While on a recent trip (Baton Rouge, Orlando, Salt Lake City, Minneapolis), I was talking to an intelligent young lady who made the statement “I believe God can use His Word alone to bring men to Himself.”  I told her that I agreed with her completely. God COULD do that and many other things to make Himself known.  But I did make her aware that although God CAN do that, the reality that we see in His Word is that He consistently uses human vessels to make the gospel clear to men.  Ok, let me be the first to acknowledge that where a biblical foundation (or something similar) has been established it is possible that a Gideon Bible in a hotel room can be the instrument He uses to help someone overcome their last objections.  How wonderful!!!  But in pioneer situations, that’s just not the case. “God can use His Word alone” is just one of many overly simplistic tag-lines that too often provide the basis for foreign gospel workers to be unprepared to do the hard work of making His message clear where there has been no biblical foundation laid.

The term ‘cross-cultural church planter’ is all too often overly simplified.   Sharing the gospel here in our home country, where we have a common language & culture and a pretty fair awareness of the 3 or 4 ways that post-modern Americans view the creation of the universe (variations on the ‘Big Bang’ all the way to  “And God said…”) & the purpose of life, demands little to no additional culture study.We can usually listen to someone we are talking with for a few minutes and get an idea of his education level, maybe his economic level, his outlook on politics, ‘the right way’ to raise children, success, and even what he might see as moral and immoral.  Those background issues are so unconsciously noticed and the adjustments we make in vocabulary, speed of delivery, even body language are so taken for granted in our culture that it is easy to overlook the massive complexities hidden within the phrase ‘Cross-Cultural’.  It is common that evangelism methods that work well on a college campus here in the USA are tweaked a bit and used in India or China.  Eating rice or falafel, and drinking lots of tea doesn’t make us into cross-cultural workers.
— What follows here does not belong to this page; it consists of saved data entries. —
//! Process-wide player table (spec.md §3, §4.5, C4): identity assignment,
//! the status state machine C6 drives, and typed per-player extra-data
//! slots modules can reserve.

use std::any::Any;
use std::collections::HashMap;
use std::sync::{Arc, RwLock};

pub type PlayerId = u32;

/// Ship selection; `Spectator` is the ninth value spec.md §3 counts among
/// "8 values including spectator" (indices 0..=7 are flyable, 8 is spec).
#[derive(Clone, Copy, Eq, PartialEq, Debug)]
pub enum Ship {
    Warbird,
    Javelin,
    Spider,
    Leviathan,
    Terrier,
    Weasel,
    Lancaster,
    Shark,
    Spectator,
}

#[derive(Clone, Copy, Eq, PartialEq, Debug)]
pub enum ClientKind {
    Standard,
    Chat,
    Fake,
}

/// The full login → arena → leave → disconnect pipeline (spec.md §3, §4.5).
#[derive(Clone, Copy, Eq, PartialEq, Debug)]
pub enum PlayerStatus {
    Connected,
    NeedAuth,
    WaitAuth,
    NeedGlobalSync,
    WaitGlobalSync1,
    DoGlobalCallbacks,
    SendLoginResponse,
    LoggedIn,
    DoFreqAndArenaSync,
    WaitArenaSync1,
    ArenaRespAndCBS,
    Playing,
    LeavingArena,
    DoArenaSync2,
    WaitArenaSync2,
    LeavingZone,
    WaitGlobalSync2,
    TimeWait,
}

#[derive(Clone, Copy, Default, Debug)]
pub struct PositionSnapshot {
    pub x: i16,
    pub y: i16,
    pub x_vel: i16,
    pub y_vel: i16,
    pub rotation: u8,
    pub bounty: u16,
    pub status_flags: u16,
    pub time: u32,
}

#[derive(Default)]
pub struct PlayerFlags {
    pub authenticated: bool,
    pub sent_weapon_packet: bool,
    pub see_own_position: bool,
    pub obscenity_filter: bool,
    pub voice_accept: bool,
}

pub struct Player {
    pub id: PlayerId,
    pub client_kind: ClientKind,
    pub name: String,
    pub squad: String,
    pub status: PlayerStatus,
    pub arena: Option<super::arena::ArenaId>,
    pub new_arena: Option<super::arena::ArenaId>,
    pub ship: Ship,
    pub freq: u16,
    pub position: PositionSnapshot,
    pub flag_count: u16,
    pub attached_to: Option<PlayerId>,
    pub flags: PlayerFlags,
    pub when_logged_in: Option<PlayerStatus>,
    pub replaced_by: Option<PlayerId>,
    pub spawn_location: Option<(u16, u16)>,
    /// Whether the standard client identified itself as Continuum rather
    /// than VIE during login (spec.md §4.5: Continuum gets a separate
    /// version packet; VIE clients never see a `CustomText` login code).
    pub continuum: bool,
    /// The `IAuth` result's code/custom-text, recorded by `complete_auth`
    /// and consumed by the `SendLoginResponse` handler (spec.md §4.5).
    pub auth_code: super::auth::AuthCode,
    pub auth_custom_text: Option<String>,
    /// Set by `kick` for a player waiting in `WaitArenaSync1`: `sync_done`
    /// routes them to `DoArenaSync2` instead of `ArenaRespAndCBS` once the
    /// load completes (spec.md §4.5's persistence-completing-after-leave
    /// race).
    pub leave_arena_when_done_waiting: bool,
    /// Set once the player's `DoGlobalCallbacks` handler has actually run;
    /// `LeavingZone` only fires `Disconnect` for a player who reached it
    /// (spec.md §4.5 — a player kicked before `NeedGlobalSync` completes
    /// never got a `Connect` callback either).
    pub reached_callbacks: bool,
    extra: HashMap<u32, Arc<dyn Any + Send + Sync>>,
}

impl Player {
    fn new(id: PlayerId, client_kind: ClientKind) -> Self {
        Player {
            id,
            client_kind,
            name: String::new(),
            squad: String::new(),
            status: PlayerStatus::Connected,
            arena: None,
            new_arena: None,
            ship: Ship::Spectator,
            freq: 0,
            position: PositionSnapshot::default(),
            flag_count: 0,
            attached_to: None,
            flags: PlayerFlags::default(),
            when_logged_in: None,
            replaced_by: None,
            spawn_location: None,
            continuum: false,
            auth_code: super::auth::AuthCode::Ok,
            auth_custom_text: None,
            leave_arena_when_done_waiting: false,
            reached_callbacks: false,
            extra: HashMap::new(),
        }
    }

    /// Fetches (creating if absent) the per-player slot for extra-data key
    /// `slot`, constructing it with `default` on first access.
    pub fn extra_data<T, F>(&mut self, slot: u32, default: F) -> Arc<T>
    where
        T: Send + Sync + 'static,
        F: FnOnce() -> T,
    {
        let entry = self.extra.entry(slot).or_insert_with(|| Arc::new(default()) as Arc<dyn Any + Send + Sync>);
        entry.clone().downcast::<T>().expect("extra-data slot type mismatch")
    }

    pub fn clear_extra_data(&mut self, slot: u32) {
        self.extra.remove(&slot);
    }
}

/// Process-wide table of players, guarded by a single read/write lock per
/// spec.md's invariant that the table is mutated only under its own write
/// lock and iterated under at least a read lock.
#[derive(Default)]
pub struct PlayerTable {
    players: RwLock<HashMap<PlayerId, Player>>,
    next_id: std::sync::atomic::AtomicU32,
}

impl PlayerTable {
    pub fn new() -> Self {
        PlayerTable {
            players: RwLock::new(HashMap::new()),
            next_id: std::sync::atomic::AtomicU32::new(1),
        }
    }

    /// Allocates a new player id and inserts a freshly `Connected` player.
    pub fn create(&self, client_kind: ClientKind) -> PlayerId {
        let id = self.next_id.fetch_add(1, std::sync::atomic::Ordering::SeqCst);
        let player = Player::new(id, client_kind);
        self.players.write().unwrap().insert(id, player);
        id
    }

    /// Removes a player once it has reached the end of its lifecycle
    /// (`TimeWait`, per spec.md §3).
    pub fn free(&self, id: PlayerId) {
        self.players.write().unwrap().remove(&id);
    }

    pub fn read(&self) -> std::sync::RwLockReadGuard<'_, HashMap<PlayerId, Player>> {
        self.players.read().unwrap()
    }

    pub fn write(&self) -> std::sync::RwLockWriteGuard<'_, HashMap<PlayerId, Player>> {
        self.players.write().unwrap()
    }

    /// Finds the (at most one) logged-in player whose sanitized name
    /// matches, for duplicate-login detection (spec.md §4.5).
    pub fn find_by_name(&self, name: &str) -> Option<PlayerId> {
        self.players
            .read()
            .unwrap()
            .values()
            .find(|p| p.name.eq_ignore_ascii_case(name) && p.status != PlayerStatus::TimeWait)
            .map(|p| p.id)
    }
}

#[cfg(test)]
mod tests {
    use super::*;

    #[test]
    fn create_assigns_unique_ids() {
        let table = PlayerTable::new();
        let a = table.create(ClientKind::Standard);
        let b = table.create(ClientKind::Standard);
        assert_ne!(a, b);
        assert_eq!(table.read().len(), 2);
    }

    #[test]
    fn extra_data_slot_persists_across_calls() {
        let table = PlayerTable::new();
        let id = table.create(ClientKind::Standard);
        let mut guard = table.write();
        let player = guard.get_mut(&id).unwrap();

        let first = player.extra_data(1, || 42u32);
        assert_eq!(*first, 42);

        let second = player.extra_data(1, || 99u32);
        assert_eq!(*second, 42);
    }

    #[test]
    fn free_removes_player() {
        let table = PlayerTable::new();
        let id = table.create(ClientKind::Standard);
        table.free(id);
        assert!(table.read().get(&id).is_none());
    }

    #[test]
    fn find_by_name_ignores_time_wait_players() {
        let table = PlayerTable::new();
        let id = table.create(ClientKind::Standard);
        {
            let mut guard = table.write();
            let player = guard.get_mut(&id).unwrap();
            player.name = "Ace".to_string();
        }
        assert_eq!(table.find_by_name("ace"), Some(id));

        table.write().get_mut(&id).unwrap().status = PlayerStatus::TimeWait;
        assert_eq!(table.find_by_name("ace"), None);
    }
}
The fact that Chinese college students on their local campuses may have an ability to speak English can easily blind the young worker to the massive cultural differences that he has no way of knowing about.  Too often I hear stories of ‘converts’ actually just being nationals who like to hang out with the friendly college student from the west because the student can help his English improve.

“We prepare you to work with Muslims” is another claim that too often goes unchallenged.  Len Barlotti, who worked for years in Pakistan, made us aware years ago of the shallowness of such thought.  With the wide variations within the Muslim world, how could anyone feel prepared to work with rural Muslims in Indonesia and, at the same, time feel prepared to minister to wealthy Muslims in the Arab gulf?  This would be similar to someone feeling that they understand Buddhism and thus they are ‘set’ to work with folks in the jungles of Malaysia or downtown Beijing.  People are complex. The motivations, ideals, and values of a person’s heart are not easily accessed.  Without real language competency, those realms are NOT accessed.  Ways of witnessing, where do we start, what aspects of his animistic worldview are impacting the listener’s hearing?  These are not peripheral issues.  Not if we want to clearly proclaim the gospel clearly. The most important aspect of cross-cultural evangelism is NOT what ‘I say’.  Much more important is “What did THE LISTENER hear?”  Am I, the gospel worker capable of having that needed, respectable, mature conversation with him so I can have a good understanding of what he heard me say?  Too often ‘stand and deliver’ memorized stories, memorized questions, and memorized formats without the ability to nuance and adjust as we read our listeners have become the mode of the gospel worker when he isn’t really capable of speaking with excellence. At the end of the day, what is of utmost importance is “What message is the hearer hearing?”  If he embraces a gospel that does not cause other allegiances to be questioned, and ultimately set aside, he has not heard ‘the gospel’, no matter what we said to him.  What a tragedy indeed for a Muslim, Hindu, or Buddhist to embrace a poorly communicated message that did not cause previous religious allegiances to be re-examined. Adding ‘Jesus’ to a person’s existing life is all too common today.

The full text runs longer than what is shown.